Our model produced a MSE = 0.015 (RMSE = 0.123) with statistically significant results for all predictors. The RMSE quantifies the models predictive capability in the context of regression such that it measures the average difference between the observed values and the predicted values of our model. In other words, the model predicts overall satisfaction within .12 of the actual satisfaction scores for the training data set. Although robust and promising, true confirmation of performance is assessed on the training data set via precision grades below.
Analysis of Variance Table
Response: F68_rt
Df Sum Sq Mean Sq F value Pr(>F)
personal_issues_3_rt 1 76.254 76.254 5196.77 < 2.2e-16 ***
nurses_3 1 5.688 5.688 387.64 < 2.2e-16 ***
C4_rt 1 3.280 3.280 223.52 < 2.2e-16 ***
Residuals 2045 30.007 0.015
---
Signif. codes: 0 '***' 0.001 '**' 0.01 '*' 0.05 '.' 0.1 ' ' 1
If the data was obtained via random sampling, the model then could be used as an estimate for the true target population’s overall satisfaction.
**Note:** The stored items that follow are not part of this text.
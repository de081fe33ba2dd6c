//! Sequential filter pipeline.
//!
//! Steps run strictly in order; step k+1 starts only after step k has
//! answered. The first `Drop` ends the run.

use std::sync::Arc;

use super::{Filter, FilterOutcome, Passthrough};
use crate::error::Result;
use crate::request::WorkingRequest;

/// How a pipeline run ended.
#[derive(Debug, Clone, PartialEq, Eq)]
pub enum PipelineOutcome {
    /// Every step passed; this is the request to dispatch.
    Complete(WorkingRequest),
    /// A step dropped the tick.
    Dropped {
        /// Index of the dropping step
        step: usize,
        /// Name of the dropping filter
        filter: String,
    },
}

impl PipelineOutcome {
    pub fn completed(&self) -> bool {
        matches!(self, PipelineOutcome::Complete(_))
    }

    pub fn into_request(self) -> Option<WorkingRequest> {
        match self {
            PipelineOutcome::Complete(request) => Some(request),
            PipelineOutcome::Dropped { .. } => None,
        }
    }
}

/// Ordered chain of filters.
#[derive(Clone, Default)]
pub struct FilterPipeline {
    steps: Vec<Arc<dyn Filter>>,
}

impl FilterPipeline {
    /// Pipeline with exactly these steps. An empty list completes at once.
    pub fn new(steps: Vec<Arc<dyn Filter>>) -> Self {
        Self { steps }
    }

    /// Single pass-through step; used when no filters were configured.
    pub fn passthrough() -> Self {
        Self::new(vec![Arc::new(Passthrough)])
    }

    /// `None` means the caller configured nothing and gets the pass-through.
    pub fn from_configured(steps: Option<Vec<Arc<dyn Filter>>>) -> Self {
        match steps {
            Some(steps) => Self::new(steps),
            None => Self::passthrough(),
        }
    }

    /// Append a step.
    pub fn add_filter(mut self, filter: Arc<dyn Filter>) -> Self {
        self.steps.push(filter);
        self
    }

    pub fn len(&self) -> usize {
        self.steps.len()
    }

    pub fn is_empty(&self) -> bool {
        self.steps.is_empty()
    }

    /// Names of the steps in order.
    pub fn names(&self) -> Vec<String> {
        self.steps.iter().map(|s| s.name().to_string()).collect()
    }

    /// Run every step over `request`.
    ///
    /// A filter error ends the run and is returned unchanged.
    pub async fn run(&self, request: WorkingRequest) -> Result<PipelineOutcome> {
        let mut current = request;

        for (index, step) in self.steps.iter().enumerate() {
            match step.apply(current).await? {
                FilterOutcome::Continue(request) => current = request,
                FilterOutcome::Replace(replacement) => {
                    tracing::trace!(step = index, filter = step.name(), "Request replaced");
                    current = replacement;
                }
                FilterOutcome::Drop => {
                    tracing::debug!(step = index, filter = step.name(), "Request dropped");
                    return Ok(PipelineOutcome::Dropped {
                        step: index,
                        filter: step.name().to_string(),
                    });
                }
            }
        }

        Ok(PipelineOutcome::Complete(current))
    }
}

impl std::fmt::Debug for FilterPipeline {
    fn fmt(&self, f: &mut std::fmt::Formatter<'_>) -> std::fmt::Result {
        f.debug_struct("FilterPipeline").field("steps", &self.names()).finish()
    }
}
Residual plots were used to test residual normality and linearity with P(F) = .57 on one degree of freedom for Tukey’s test for non-additivity. Residual values lie within three standard deviations with a few minor exceptions in the fitted values, prompting an opportunity for different optimization methods. The apparent uncaptured variation between the predictor variables calls for models suited for continuous ordinal data such as logistic, poisson, or generalized linear models that can capture different types of distributions.
Test stat Pr(>|Test stat|)
personal_issues_3_rt -1.3799 0.1678
nurses_3 0.6213 0.5345
C4_rt -0.5763 0.5645
Tukey test 0.3667 0.7138
Survey IDs 1344260683 and 1439794901 had the highest influence on the overall model in comparison to the global average of Cook’s distance. Looking at the original data, the former had missing responses for four of the seven questions used to produce the model, highlighting a major flaw in this model - its predictive inaccuracy for patients with missing responses - as missing responses were filled with grand means after exclusion criteria were applied. Although missing at random, a better approach would be to fill in with median values or apply more conservative exclusion factors such as omitting observations with greater than 10% of responses missing. The latter was greatly considered, but the trade-off of small sample sizes and subsequent over fitting were outweighed.
After confirming the absence of variance inflation, the Log Likelihood ratio test was done for the nested model excluding x3, as this was the only non-summary predictor. Wald statistics are limited for linear models such that P(Wald) > P(LRT). Assuming null hypothesis is true where the nested model is just as adequate as the full model, p(χ) = 1.2e-48 (215,1) the affect of x3 on the model is statistically significant.
'log Lik.' 214.9064 (df=4)
[1] 1.168115e-48
Model Validation
The challenge with model validation is being conscious of the present data and methods taken throughout the modeling process on the test set and appropriately applying them chronologically on the test set. Inefficient processes/workflows used in the modeling phase will often reveal itself in testing. The variance-bias tradeoff is the central phenomena that typically only be visualized during testing. While there are preventative measures analysts take initially to prevent this such as model specification and applied weights, benchmarks need to be created to measure the ability to be precise and to maintain that precision on unseen data.
After using the parameters from the trained model to calculate the predicted satisfaction scores of our test set, the Mean Absolute Error (MAE) was used to calculate percent accuracy for the test. Arbitrary cutoff points where then assigned four grades ranging from letters A through F- given the following criteria:
Variance/Bias Tradeoff
The grades are only one of many test diagnostics used to measure how well a given model fits a subset of data (model fit) and how well it fits unseen data. The risk in the former is fitting a model too well. There are two common scenarios that both are operational and are forms overfitting and underfitting. The first being that the trained model fits very well on the initial data. These models will exhibit properties that are ‘too good to be true’ such as an RMSE ~ 0 or a predictive accuracy ~100%. The issue then becomes a lack of flexibility - mainly components of lack of parsimony, very few observations, or unrecognized bias in data (not to be confused with modeling bias). These models often perform very poorly on new data. With regard to the latter, underfitting is less common and exhibits the converse process. Upon initial assessment, the grades look promising. The absolute value of the difference between the predicted and observed values are reported as proportions and easier to interpret below. The model predicted satisfaction score for each patient is within 91% of the actual score. 1.9% of patient satisfaction scores were off by greater than 25% on the polar opposite (F -). Visualizing the models outputs reveals the ostensible performance of the model.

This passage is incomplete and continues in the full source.